A 70-year-old woman was admitted to the hospital with left pleuritic chest pain for 3 days. She complained of a cough, sputum, and chilling sensation but no dyspnea. She had no history of smoking or trauma. Pneumonia with a parapneumonic effusion and endobronchial nodule were evident on the chest computed tomography and flexible bronchoscopy (
Fig. 1A, B). Despite receiving intravenous antibiotics and undergoing toilet bronchoscopy, the patient’s fever persisted. A pneumothorax was also detected, which recurred despite a closed thoracostomy (
Fig. 1C). To address the obstruction of the left main bronchus, which was causing prolonged obstructive pneumonia and barotrauma, the patient underwent surgery.
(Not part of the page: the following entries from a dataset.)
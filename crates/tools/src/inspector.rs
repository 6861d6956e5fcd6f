use std::fmt::{self, Write};

use autorunner_common::{BlockHandle, PROBE_AXIS};
use autorunner_kernel::SceneWorld;
use autorunner_track::{PathFollower, TrackSession, WaypointFollower};
use glam::Vec3;

/// Track inspector for developer tooling.
///
/// Read-only queries against a session and the scene it builds into.
pub struct TrackInspector;

impl TrackInspector {
    /// Produce a summary of the session state.
    pub fn summary(session: &TrackSession, world: &SceneWorld) -> TrackSummary {
        let generator = session.generator().stats();
        let accumulator = session.accumulator().stats();
        TrackSummary {
            seed: session.seed(),
            live_blocks: session.chain().len(),
            retired_blocks: session.chain().retired_len(),
            instances: world.instance_count(),
            placed: generator.placed,
            rejected: generator.rejected,
            passes: generator.passes,
            forks: generator.fork_terminations,
            rebuilds: accumulator.rebuilds,
            stalls: accumulator.stalls,
            anchor: session.chain().anchor().position,
        }
    }

    /// Details of one instance, if it is still alive.
    pub fn inspect_block(world: &SceneWorld, handle: BlockHandle) -> Option<BlockInfo> {
        world.get(handle).map(|data| {
            let p = data.transform.position;
            let forward = data.transform.transform_vector(PROBE_AXIS);
            BlockInfo {
                handle,
                template: data.template.name.clone(),
                outs: data.template.outs,
                position: [p.x, p.y, p.z],
                heading_degrees: heading_degrees(forward),
                active_groups: data
                    .template
                    .groups
                    .iter()
                    .filter(|g| !data.disabled_groups.contains(&g.name))
                    .map(|g| g.name.clone())
                    .collect(),
            }
        })
    }

    /// Handles held by the session, oldest retired block first.
    pub fn list_blocks(session: &TrackSession) -> Vec<BlockHandle> {
        let chain = session.chain();
        chain
            .retired()
            .copied()
            .chain(chain.iter().map(|b| b.handle))
            .collect()
    }

    /// Human-readable dump of the session, every block it holds and the
    /// follower's lane.
    pub fn dump(
        session: &TrackSession,
        world: &SceneWorld,
        follower: Option<&WaypointFollower>,
    ) -> String {
        let mut out = String::new();
        let _ = writeln!(out, "=== {} ===", Self::summary(session, world));
        let live: Vec<BlockHandle> = session.chain().iter().map(|b| b.handle).collect();
        for handle in Self::list_blocks(session) {
            let state = if live.contains(&handle) { "live" } else { "passed" };
            match Self::inspect_block(world, handle) {
                Some(info) => {
                    let _ = writeln!(out, "  {state:<6} {info}");
                }
                None => {
                    let _ = writeln!(out, "  {state:<6} #{} <destroyed>", handle.0);
                }
            }
        }
        if let Some(f) = follower {
            let p = f.position();
            let _ = writeln!(
                out,
                "Follower: pos=({:.2}, {:.2}, {:.2}) lane={} ahead={} turn={:?}",
                p.x,
                p.y,
                p.z,
                f.lane(),
                f.remaining_points(),
                f.turn_decision()
            );
        }
        out
    }
}

/// Yaw of a forward vector, zero along the track axis and positive to the left.
fn heading_degrees(forward: Vec3) -> f32 {
    let h = forward.z.atan2(-forward.x).to_degrees();
    if h.abs() < 1e-3 { 0.0 } else { h }
}

/// Summary of session state for the inspector.
#[derive(Debug, Clone, PartialEq)]
pub struct TrackSummary {
    pub seed: u64,
    pub live_blocks: usize,
    pub retired_blocks: usize,
    pub instances: usize,
    pub placed: u64,
    pub rejected: u64,
    pub passes: u64,
    pub forks: u64,
    pub rebuilds: u64,
    pub stalls: u64,
    pub anchor: Vec3,
}

impl fmt::Display for TrackSummary {
    fn fmt(&self, f: &mut fmt::Formatter<'_>) -> fmt::Result {
        write!(
            f,
            "Track: seed={} live={} passed={} instances={} placed={} rejected={} passes={} forks={} rebuilds={} stalls={} anchor=({:.2}, {:.2}, {:.2})",
            self.seed,
            self.live_blocks,
            self.retired_blocks,
            self.instances,
            self.placed,
            self.rejected,
            self.passes,
            self.forks,
            self.rebuilds,
            self.stalls,
            self.anchor.x,
            self.anchor.y,
            self.anchor.z,
        )
    }
}

/// Detailed info about a single block instance.
#[derive(Debug, Clone, PartialEq)]
pub struct BlockInfo {
    pub handle: BlockHandle,
    pub template: String,
    pub outs: u32,
    pub position: [f32; 3],
    pub heading_degrees: f32,
    pub active_groups: Vec<String>,
}

impl fmt::Display for BlockInfo {
    fn fmt(&self, f: &mut fmt::Formatter<'_>) -> fmt::Result {
        write!(
            f,
            "#{} {} outs={} pos=({:.2}, {:.2}, {:.2}) heading={:.0} groups=[{}]",
            self.handle.0,
            self.template,
            self.outs,
            self.position[0],
            self.position[1],
            self.position[2],
            self.heading_degrees,
            self.active_groups.join(", "),
        )
    }
}

#[cfg(test)]
mod tests {
    use super::*;
    use autorunner_assets::{kit, TemplateLibrary};
    use autorunner_kernel::TrackWorld;
    use autorunner_track::TrackConfig;

    fn started(seed: u64) -> (TrackSession, SceneWorld, WaypointFollower) {
        let mut world = SceneWorld::new();
        let mut follower = WaypointFollower::new(Vec3::ZERO);
        let mut session = TrackSession::new(TemplateLibrary::builtin(), TrackConfig::default(), seed);
        session.start(&mut world, &mut follower).unwrap();
        (session, world, follower)
    }

    #[test]
    fn summary_empty_session() {
        let world = SceneWorld::new();
        let session = TrackSession::new(TemplateLibrary::builtin(), TrackConfig::default(), 3);
        let summary = TrackInspector::summary(&session, &world);
        assert_eq!(summary.live_blocks, 0);
        assert_eq!(summary.instances, 0);
        assert_eq!(summary.anchor, Vec3::new(0.0, 0.0, -2.0));
    }

    #[test]
    fn summary_after_start() {
        let (session, world, _) = started(11);
        let summary = TrackInspector::summary(&session, &world);
        assert_eq!(summary.passes, 1);
        assert_eq!(summary.live_blocks, session.chain().len());
        assert_eq!(summary.instances, summary.live_blocks);
        assert!(summary.placed >= 1);
    }

    #[test]
    fn inspect_block_reports_template_and_heading() {
        let mut world = SceneWorld::new();
        let handle = world.spawn_instance(
            &kit::turn("TurnLeft", 1.0),
            Vec3::new(1.0, 0.0, 2.0),
            glam::Quat::from_rotation_y(90f32.to_radians()),
        );
        world.set_group_enabled(handle, "Coins", false);

        let info = TrackInspector::inspect_block(&world, handle).unwrap();
        assert_eq!(info.template, "TurnLeft");
        assert_eq!(info.position, [1.0, 0.0, 2.0]);
        assert!((info.heading_degrees - 90.0).abs() < 1e-3);
        assert!(!info.active_groups.contains(&"Coins".to_string()));
    }

    #[test]
    fn inspect_destroyed_block() {
        let mut world = SceneWorld::new();
        let handle = world.spawn_instance(&kit::fork("Fork"), Vec3::ZERO, glam::Quat::IDENTITY);
        world.destroy_instance(handle);
        assert!(TrackInspector::inspect_block(&world, handle).is_none());
    }

    #[test]
    fn list_blocks_matches_chain() {
        let (session, _, _) = started(4);
        let listed = TrackInspector::list_blocks(&session);
        let live: Vec<_> = session.chain().iter().map(|b| b.handle).collect();
        assert_eq!(listed, live);
    }

    #[test]
    fn dump_lists_every_block() {
        let (session, world, follower) = started(8);
        let text = TrackInspector::dump(&session, &world, Some(&follower));
        assert!(text.contains("seed=8"));
        assert!(text.contains("Start"));
        assert!(text.contains("lane=Center"));
        assert_eq!(text.matches("  live").count(), session.chain().len());
    }
}
//! Placement helpers shared by the generator and the path walk.

use autorunner_common::{Transform, PROBE_AXIS};
use autorunner_kernel::Ray;
use glam::Vec3;

/// Root transform that puts a block's local `entry` anchor exactly on `anchor`.
pub fn root_for_entry(anchor: &Transform, entry: &Transform) -> Transform {
    anchor.mul_transform(&entry.inverse())
}

/// Obstruction probe cast forward out of an exit anchor.
pub fn probe_ray(exit: &Transform) -> Ray {
    Ray::new(exit.position, exit.transform_vector(PROBE_AXIS))
}

/// Character spawn point above a block entry.
pub fn spawn_point(entry: &Transform, height: f32) -> Vec3 {
    Vec3::new(entry.position.x, height, entry.position.z)
}

#[cfg(test)]
mod tests {
    use super::*;

    #[test]
    fn entry_lands_on_anchor() {
        let anchor = Transform::from_yaw_degrees(Vec3::new(4.0, 0.0, -7.0), 90.0);
        let entry = Transform::from_yaw_degrees(Vec3::new(1.0, 0.5, 2.0), -30.0);
        let root = root_for_entry(&anchor, &entry);
        assert!(root.mul_transform(&entry).approx_eq(&anchor, 1e-4));
    }

    #[test]
    fn probe_follows_exit_heading() {
        let exit = Transform::from_yaw_degrees(Vec3::new(0.0, 0.0, 3.0), -90.0);
        let ray = probe_ray(&exit);
        assert_eq!(ray.origin, exit.position);
        assert!(ray.direction.abs_diff_eq(Vec3::NEG_Z, 1e-5));
    }

    #[test]
    fn spawn_point_lifts_to_height() {
        let entry = Transform::from_position(Vec3::new(2.0, 0.0, -2.0));
        assert_eq!(spawn_point(&entry, 10.0), Vec3::new(2.0, 10.0, -2.0));
    }
}
use serde::{Deserialize, Serialize};

/// Deterministic random stream for template and decoration picks.
///
/// Given the same seed the generator lays out the same track.
#[derive(Debug, Clone, PartialEq, Eq, Serialize, Deserialize)]
pub struct SeededRng {
    state: u64,
    seed: u64,
}

impl SeededRng {
    pub fn new(seed: u64) -> Self {
        Self { state: seed, seed }
    }

    /// Seed this stream was created (or last reseeded) with.
    pub fn seed(&self) -> u64 {
        self.seed
    }

    pub fn reseed(&mut self, seed: u64) {
        *self = Self::new(seed);
    }

    pub fn next_u64(&mut self) -> u64 {
        self.state = self.state.wrapping_add(0x9e37_79b9_7f4a_7c15);
        let mut z = self.state;
        z = (z ^ (z >> 30)).wrapping_mul(0xbf58_476d_1ce4_e5b9);
        z = (z ^ (z >> 27)).wrapping_mul(0x94d0_49bb_1331_11eb);
        z ^ (z >> 31)
    }

    /// Uniform index in `0..bound`. Returns 0 when `bound` is 0.
    pub fn below(&mut self, bound: usize) -> usize {
        if bound == 0 {
            return 0;
        }
        ((self.next_u64() as u128 * bound as u128) >> 64) as usize
    }
}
Thoracoscopically, the left lower lung was totally consolidated and purulent pus with a thickened pleura was noted (
Fig. 2A). An endobronchial mass was removed through the bronchus (
Fig. 2B). We performed a lobectomy of the left lower lung and the final histological diagnosis was endobronchial lipoma (
Fig. 2C, D).
Endobronchial lipomas are extremely rare and benign (0.1–0.5% of all lung tumors). Bronchoscopic intervention can be effective in preserving the lung function. However, despite the lipoma being benign, our patient required a lobectomy due to post-obstructive pneumonia intractable to medical treatment and irreversible lung damage. It is important to tailor the treatment according to the patient’s clinical condition.